Si l’intuition est précieuse lorsqu’on maîtrise un domaine, elle peut toutefois induire en erreur face à des situations inédites ou ambiguës. Une décision purement intuitive peut être influencée par des biais cognitifs ou une confiance excessive dans ses automatismes. Lorsque les enjeux sont élevés et les incertitudes nombreuses, il est souvent plus sûr d’adopter une approche analytique, d’explorer plusieurs hypothèses et de confronter ses idées aux faits.
Le feedback : un miroir nécessaire pour ajuster sa perception
Si notre regard sur le monde est souvent subjectif, le retour des autres peut nous aider à affiner notre vision. Comme un golfeur qui s’appuie sur l’analyse de son caddie pour ajuster son coup, nous avons tout intérêt à confronter nos interprétations à d’autres perspectives.
Le feedback nous permet de :
- Identifier nos angles morts et repérer d’éventuels biais dans notre raisonnement.
- Prendre conscience de l’écart entre notre perception et celles des autres.
- Enrichir notre compréhension en intégrant des points de vue différents.

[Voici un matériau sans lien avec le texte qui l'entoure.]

//! Keyframe interpolation contract.
//!
//! The engines only consume `Interpolator`; hosts can plug in eased curves.
//! `LinearInterpolator` is the default used when nothing else is provided.

use log::trace;

use crate::model::keyframe::{Color, Keyframe, KeyframeValue};

pub trait Interpolator: Send + Sync {
    /// Value at `time` for one property group. `track` holds that group's
    /// keyframes sorted by time; an empty track yields `base`.
    fn interpolate(&self, base: KeyframeValue, track: &[&Keyframe], time: f64) -> KeyframeValue;
}

#[derive(Debug, Default, Clone, Copy)]
pub struct LinearInterpolator;

impl Interpolator for LinearInterpolator {
    fn interpolate(&self, base: KeyframeValue, track: &[&Keyframe], time: f64) -> KeyframeValue {
        let (Some(first), Some(last)) = (track.first(), track.last()) else {
            return base;
        };
        if time <= first.time {
            return first.value;
        }
        if time >= last.time {
            return last.value;
        }

        let next_index = track.iter().position(|k| k.time > time).unwrap_or(track.len() - 1);
        let current = track[next_index.saturating_sub(1)];
        let next = track[next_index];
        let span = next.time - current.time;
        let t = if span > 0.0 { (time - current.time) / span } else { 1.0 };
        let value = lerp_value(current.value, next.value, t);
        trace!("interpolated {:?} at {} (t = {})", value, time, t);
        value
    }
}

fn lerp(a: f64, b: f64, t: f64) -> f64 {
    a + (b - a) * t
}

fn lerp_channel(a: u8, b: u8, t: f64) -> u8 {
    lerp(a as f64, b as f64, t).round().clamp(0.0, 255.0) as u8
}

/// Mismatched variants cannot happen within one group track; the start value
/// is held if they do.
pub fn lerp_value(start: KeyframeValue, end: KeyframeValue, t: f64) -> KeyframeValue {
    match (start, end) {
        (KeyframeValue::Pos { x: sx, y: sy }, KeyframeValue::Pos { x: ex, y: ey }) => {
            KeyframeValue::Pos {
                x: lerp(sx, ex, t),
                y: lerp(sy, ey, t),
            }
        }
        (KeyframeValue::Scale { x: sx, y: sy }, KeyframeValue::Scale { x: ex, y: ey }) => {
            KeyframeValue::Scale {
                x: lerp(sx, ex, t),
                y: lerp(sy, ey, t),
            }
        }
        (KeyframeValue::Rotation(s), KeyframeValue::Rotation(e)) => {
            KeyframeValue::Rotation(lerp(s, e, t))
        }
        (KeyframeValue::Opacity(s), KeyframeValue::Opacity(e)) => {
            KeyframeValue::Opacity(lerp(s, e, t))
        }
        (KeyframeValue::Blur(s), KeyframeValue::Blur(e)) => KeyframeValue::Blur(lerp(s, e, t)),
        (KeyframeValue::Color(s), KeyframeValue::Color(e)) => KeyframeValue::Color(Color {
            r: lerp_channel(s.r, e.r, t),
            g: lerp_channel(s.g, e.g, t),
            b: lerp_channel(s.b, e.b, t),
            a: lerp_channel(s.a, e.a, t),
        }),
        (start, _) => start,
    }
}
//! Decode boundary for the serialized per-block payloads.
//!
//! Storage hands these over as JSON strings. They are decoded once when a
//! scene is loaded; a malformed payload degrades to the default value for that
//! block only and never reaches render code as an error.

use log::warn;
use serde::de::DeserializeOwned;
use serde::{Deserialize, Serialize};
use uuid::Uuid;

use super::block::Block;

#[derive(Serialize, Deserialize, Clone, PartialEq, Debug)]
pub struct AnimationClip {
    pub kind: String,
    #[serde(default = "default_clip_duration")]
    pub duration: f64,
    #[serde(default)]
    pub delay: f64,
}

fn default_clip_duration() -> f64 {
    0.5
}

/// Entrance/exit/loop presets attached to a block. Opaque to the engines.
#[derive(Serialize, Deserialize, Clone, Default, PartialEq, Debug)]
pub struct AnimationConfig {
    #[serde(default)]
    pub enter: Option<AnimationClip>,
    #[serde(default)]
    pub exit: Option<AnimationClip>,
    #[serde(default, rename = "loop")]
    pub looped: Option<AnimationClip>,
}

/// Named visual state switched at a point in time (e.g. a character pose).
#[derive(Serialize, Deserialize, Clone, PartialEq, Debug)]
pub struct StateKeyframe {
    pub time: f64,
    pub state: String,
}

#[derive(Clone, Default, PartialEq, Debug)]
pub struct BlockPayloads {
    pub animation: AnimationConfig,
    pub state_keyframes: Vec<StateKeyframe>,
}

impl BlockPayloads {
    pub fn decode(block: &Block) -> Self {
        Self {
            animation: decode_or_default(block.id, "animation_config", block.animation_config.as_deref()),
            state_keyframes: decode_or_default(block.id, "state_keyframes", block.state_keyframes.as_deref()),
        }
    }
}

/// Parses `raw` as `T`; absent, blank or malformed input yields `T::default()`.
pub fn decode_or_default<T>(block_id: Uuid, field: &str, raw: Option<&str>) -> T
where
    T: DeserializeOwned + Default,
{
    let Some(text) = raw.map(str::trim).filter(|s| !s.is_empty()) else {
        return T::default();
    };
    match serde_json::from_str(text) {
        Ok(value) => value,
        Err(e) => {
            warn!("Block {}: malformed {} payload, using default: {}", block_id, field, e);
            T::default()
        }
    }
}
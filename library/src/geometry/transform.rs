use serde::{Deserialize, Serialize};

pub const MIN_ZOOM: f64 = 0.01;
pub const MAX_ZOOM: f64 = 1000.0;

#[derive(Serialize, Deserialize, Clone, Copy, PartialEq, Debug, Default)]
pub struct Point {
    pub x: f64,
    pub y: f64,
}

impl Point {
    pub const fn new(x: f64, y: f64) -> Self {
        Self { x, y }
    }

    pub fn midpoint(self, other: Point) -> Point {
        Point::new((self.x + other.x) / 2.0, (self.y + other.y) / 2.0)
    }

    pub fn distance(self, other: Point) -> f64 {
        (self.x - other.x).hypot(self.y - other.y)
    }
}

impl std::ops::Add for Point {
    type Output = Point;
    fn add(self, rhs: Point) -> Point {
        Point::new(self.x + rhs.x, self.y + rhs.y)
    }
}

impl std::ops::Sub for Point {
    type Output = Point;
    fn sub(self, rhs: Point) -> Point {
        Point::new(self.x - rhs.x, self.y - rhs.y)
    }
}

impl std::ops::Mul<f64> for Point {
    type Output = Point;
    fn mul(self, rhs: f64) -> Point {
        Point::new(self.x * rhs, self.y * rhs)
    }
}

#[derive(Serialize, Deserialize, Clone, Copy, PartialEq, Eq, Debug, Default)]
#[serde(rename_all = "lowercase")]
pub enum Orientation {
    #[default]
    Landscape,
    Portrait,
}

/// Fixed resolution of the virtual canvas block transforms are defined in.
#[derive(Serialize, Deserialize, Clone, Copy, PartialEq, Debug)]
pub struct DesignSize {
    pub width: f64,
    pub height: f64,
}

impl DesignSize {
    pub fn for_orientation(orientation: Orientation) -> Self {
        match orientation {
            Orientation::Landscape => Self {
                width: 1920.0,
                height: 1080.0,
            },
            Orientation::Portrait => Self {
                width: 1080.0,
                height: 1920.0,
            },
        }
    }

    pub fn min_side(&self) -> f64 {
        self.width.min(self.height)
    }
}

/// Measured on-screen size of the editing surface plus its zoom factor.
#[derive(Serialize, Deserialize, Clone, Copy, PartialEq, Debug)]
pub struct Viewport {
    pub width: f64,
    pub height: f64,
    pub zoom: f64,
}

impl Viewport {
    pub fn new(width: f64, height: f64, zoom: f64) -> Self {
        Self {
            width,
            height,
            zoom: zoom.clamp(MIN_ZOOM, MAX_ZOOM),
        }
    }

    /// Largest zoom at which the whole design fits, as a "fit to window" default.
    pub fn fit(width: f64, height: f64, design: DesignSize) -> Self {
        let zoom = (width / design.width).min(height / design.height);
        Self::new(width, height, zoom)
    }
}

/// Maps between design space and viewport space. The canvas is drawn at
/// `zoom` and centered in the viewport.
#[derive(Clone, Copy, PartialEq, Debug)]
pub struct CoordinateTransform {
    pub design: DesignSize,
    pub viewport: Viewport,
}

impl CoordinateTransform {
    pub fn new(design: DesignSize, viewport: Viewport) -> Self {
        Self { design, viewport }
    }

    pub fn zoom(&self) -> f64 {
        self.viewport.zoom
    }

    /// Top-left of the canvas in viewport pixels.
    pub fn offset(&self) -> Point {
        let zoom = self.viewport.zoom;
        Point::new(
            (self.viewport.width - self.design.width * zoom) / 2.0,
            (self.viewport.height - self.design.height * zoom) / 2.0,
        )
    }

    pub fn design_to_viewport(&self, p: Point) -> Point {
        let offset = self.offset();
        Point::new(offset.x + p.x * self.viewport.zoom, offset.y + p.y * self.viewport.zoom)
    }

    pub fn viewport_to_design(&self, p: Point) -> Point {
        let offset = self.offset();
        Point::new(
            (p.x - offset.x) / self.viewport.zoom,
            (p.y - offset.y) / self.viewport.zoom,
        )
    }

    /// Converts a pixel delta into a normalized (fraction of canvas) delta.
    pub fn viewport_delta_to_normalized(&self, delta: Point) -> Point {
        let zoom = self.viewport.zoom;
        Point::new(
            delta.x / (zoom * self.design.width),
            delta.y / (zoom * self.design.height),
        )
    }
}

#[cfg(test)]
mod tests {
    use super::*;

    fn approx(a: f64, b: f64) -> bool {
        (a - b).abs() < 1e-9
    }

    #[test]
    fn centers_canvas_in_viewport() {
        let xf = CoordinateTransform::new(
            DesignSize::for_orientation(Orientation::Landscape),
            Viewport::new(1200.0, 800.0, 0.5),
        );
        // canvas is 960x540 on screen
        let offset = xf.offset();
        assert!(approx(offset.x, 120.0));
        assert!(approx(offset.y, 130.0));
        let p = xf.design_to_viewport(Point::new(1920.0, 1080.0));
        assert!(approx(p.x, 1080.0));
        assert!(approx(p.y, 670.0));
    }

    #[test]
    fn round_trips_across_zoom_and_viewport_sizes() {
        let designs = [
            DesignSize::for_orientation(Orientation::Landscape),
            DesignSize::for_orientation(Orientation::Portrait),
        ];
        for design in designs {
            for zoom in [0.05, 0.3, 1.0, 2.75, 40.0] {
                for (vw, vh) in [(320.0, 240.0), (1920.0, 1080.0), (777.0, 1333.0)] {
                    let xf = CoordinateTransform::new(design, Viewport::new(vw, vh, zoom));
                    for (nx, ny) in [(0.0, 0.0), (0.5, 0.5), (1.0, 0.25), (0.137, 0.981)] {
                        let p = Point::new(nx * design.width, ny * design.height);
                        let back = xf.viewport_to_design(xf.design_to_viewport(p));
                        assert!((back.x - p.x).abs() < 1e-6, "x {} vs {}", back.x, p.x);
                        assert!((back.y - p.y).abs() < 1e-6, "y {} vs {}", back.y, p.y);
                    }
                }
            }
        }
    }

    #[test]
    fn zoom_is_clamped() {
        assert_eq!(Viewport::new(10.0, 10.0, 0.0).zoom, MIN_ZOOM);
        assert_eq!(Viewport::new(10.0, 10.0, 1e9).zoom, MAX_ZOOM);
    }

    #[test]
    fn fit_uses_limiting_axis() {
        let design = DesignSize::for_orientation(Orientation::Portrait);
        let vp = Viewport::fit(1080.0, 960.0, design);
        assert!(approx(vp.zoom, 0.5));
    }
}
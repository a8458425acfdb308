use serde::{Deserialize, Serialize};
use uuid::Uuid;

use super::block::{Block, BlockPatch};

/// Independent interpolation track on a block. Keyframes of different groups
/// are never mixed.
#[derive(Serialize, Deserialize, Clone, Copy, PartialEq, Eq, Hash, Debug)]
#[serde(rename_all = "lowercase")]
pub enum PropertyGroup {
    Pos,
    Scale,
    Rotation,
    Opacity,
    Blur,
    Color,
}

#[derive(Serialize, Deserialize, Clone, Copy, PartialEq, Eq, Hash, Debug, Default)]
pub struct Color {
    pub r: u8,
    pub g: u8,
    pub b: u8,
    pub a: u8,
}

/// A keyframe value. The variant determines the property group.
#[derive(Serialize, Deserialize, Clone, Copy, PartialEq, Debug)]
#[serde(tag = "property_group", content = "value", rename_all = "lowercase")]
pub enum KeyframeValue {
    Pos { x: f64, y: f64 },
    Scale { x: f64, y: f64 },
    Rotation(f64),
    Opacity(f64),
    Blur(f64),
    Color(Color),
}

impl KeyframeValue {
    pub fn group(&self) -> PropertyGroup {
        match self {
            KeyframeValue::Pos { .. } => PropertyGroup::Pos,
            KeyframeValue::Scale { .. } => PropertyGroup::Scale,
            KeyframeValue::Rotation(_) => PropertyGroup::Rotation,
            KeyframeValue::Opacity(_) => PropertyGroup::Opacity,
            KeyframeValue::Blur(_) => PropertyGroup::Blur,
            KeyframeValue::Color(_) => PropertyGroup::Color,
        }
    }

    /// The value of `group` as currently stored in the block's base fields.
    /// Color has no base field on a block.
    pub fn base_of(block: &Block, group: PropertyGroup) -> Option<Self> {
        match group {
            PropertyGroup::Pos => Some(KeyframeValue::Pos {
                x: block.pos_x,
                y: block.pos_y,
            }),
            PropertyGroup::Scale => Some(KeyframeValue::Scale {
                x: block.scale_x,
                y: block.scale_y,
            }),
            PropertyGroup::Rotation => Some(KeyframeValue::Rotation(block.rotation)),
            PropertyGroup::Opacity => Some(KeyframeValue::Opacity(block.opacity)),
            PropertyGroup::Blur => Some(KeyframeValue::Blur(block.blur)),
            PropertyGroup::Color => None,
        }
    }

    /// Writes this value into a patch, for merging resolved values back into
    /// a block-shaped result.
    pub fn write_into(&self, patch: &mut BlockPatch) {
        match *self {
            KeyframeValue::Pos { x, y } => {
                patch.pos_x = Some(x);
                patch.pos_y = Some(y);
            }
            KeyframeValue::Scale { x, y } => {
                patch.scale_x = Some(x);
                patch.scale_y = Some(y);
            }
            KeyframeValue::Rotation(v) => patch.rotation = Some(v),
            KeyframeValue::Opacity(v) => patch.opacity = Some(v),
            KeyframeValue::Blur(v) => patch.blur = Some(v),
            KeyframeValue::Color(_) => {}
        }
    }
}

#[derive(Serialize, Deserialize, Clone, PartialEq, Debug)]
pub struct Keyframe {
    pub id: Uuid,
    pub block_id: Uuid,
    pub time: f64,
    #[serde(flatten)]
    pub value: KeyframeValue,
}

impl Keyframe {
    pub fn from_spec(spec: &KeyframeSpec) -> Self {
        Self {
            id: Uuid::new_v4(),
            block_id: spec.block_id,
            time: spec.time,
            value: spec.value,
        }
    }

    pub fn group(&self) -> PropertyGroup {
        self.value.group()
    }
}

#[derive(Serialize, Deserialize, Clone, PartialEq, Debug)]
pub struct KeyframeSpec {
    pub block_id: Uuid,
    pub time: f64,
    #[serde(flatten)]
    pub value: KeyframeValue,
}

#[derive(Serialize, Deserialize, Clone, Default, PartialEq, Debug)]
pub struct KeyframePatch {
    #[serde(default, skip_serializing_if = "Option::is_none")]
    pub time: Option<f64>,
    #[serde(default, skip_serializing_if = "Option::is_none")]
    pub value: Option<KeyframeValue>,
}

impl KeyframePatch {
    pub fn value(value: KeyframeValue) -> Self {
        Self {
            time: None,
            value: Some(value),
        }
    }

    pub fn apply_to(&self, keyframe: &mut Keyframe) -> Result<(), crate::error::LibraryError> {
        if let Some(value) = self.value {
            if value.group() != keyframe.group() {
                return Err(crate::error::LibraryError::InvalidArgument(format!(
                    "keyframe {} belongs to {:?}, cannot store a {:?} value",
                    keyframe.id,
                    keyframe.group(),
                    value.group()
                )));
            }
            keyframe.value = value;
        }
        if let Some(time) = self.time {
            keyframe.time = time;
        }
        Ok(())
    }
}

/// Keyframes of one group, sorted by time.
pub fn group_track<'a>(keyframes: &'a [Keyframe], group: PropertyGroup) -> Vec<&'a Keyframe> {
    let mut track: Vec<&Keyframe> = keyframes.iter().filter(|k| k.group() == group).collect();
    track.sort_by(|a, b| a.time.total_cmp(&b.time));
    track
}
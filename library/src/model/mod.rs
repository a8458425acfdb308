pub mod block;
pub mod keyframe;
pub mod layer;
pub mod payload;

pub use block::{Block, BlockPatch, BlockSpec, BlockTransform};
pub use keyframe::{Color, Keyframe, KeyframePatch, KeyframeSpec, KeyframeValue, PropertyGroup};
pub use layer::{Layer, LayerKind, LayerSpec};
pub use payload::{AnimationConfig, BlockPayloads, StateKeyframe};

Bien sûr, recevoir un retour critique n’est pas toujours confortable. Pourtant, savoir l’accueillir avec ouverture et réflexion, sans le percevoir comme une remise en question personnelle, est une compétence précieuse. L’objectif n’est pas d’accepter toutes les opinions sans discernement, mais d’apprendre à filtrer, analyser et intégrer celles qui peuvent nous aider à ajuster nos choix.
Ancrer ses décisions dans un plan d’action réaliste
Prenons l’exemple d’une étudiante aspirant à devenir médecin. Elle ne peut pas se contenter d’espérer réussir. Pour maximiser ses chances, elle doit structurer son quotidien en fonction de son objectif : sélectionner les matières adéquates, organiser efficacement son temps de travail et accepter les sacrifices nécessaires. En mettant en place une stratégie concrète et adaptée, elle transforme son ambition en un projet réalisable et cohérent.
Cette approche repose sur trois piliers fondamentaux :
- Une orientation claire : savoir où l’on veut aller et pourquoi.
- Des données fiables : s’appuyer sur des éléments concrets plutôt que sur des suppositions.
- Une évaluation réaliste des contraintes : intégrer les obstacles et les ressources disponibles pour ajuster ses choix au cours du temps.
Le sens de la réalité au service de la régulation émotionnelle
Si raison et intuition se complètent dans la prise de décision, le sens de la réalité joue également un rôle clé dans la régulation émotionnelle. Face à une situation stressante, notre réaction immédiate est souvent guidée par nos automatismes, influencés par nos expériences et nos croyances. Pourtant, cette première lecture peut être trompeuse.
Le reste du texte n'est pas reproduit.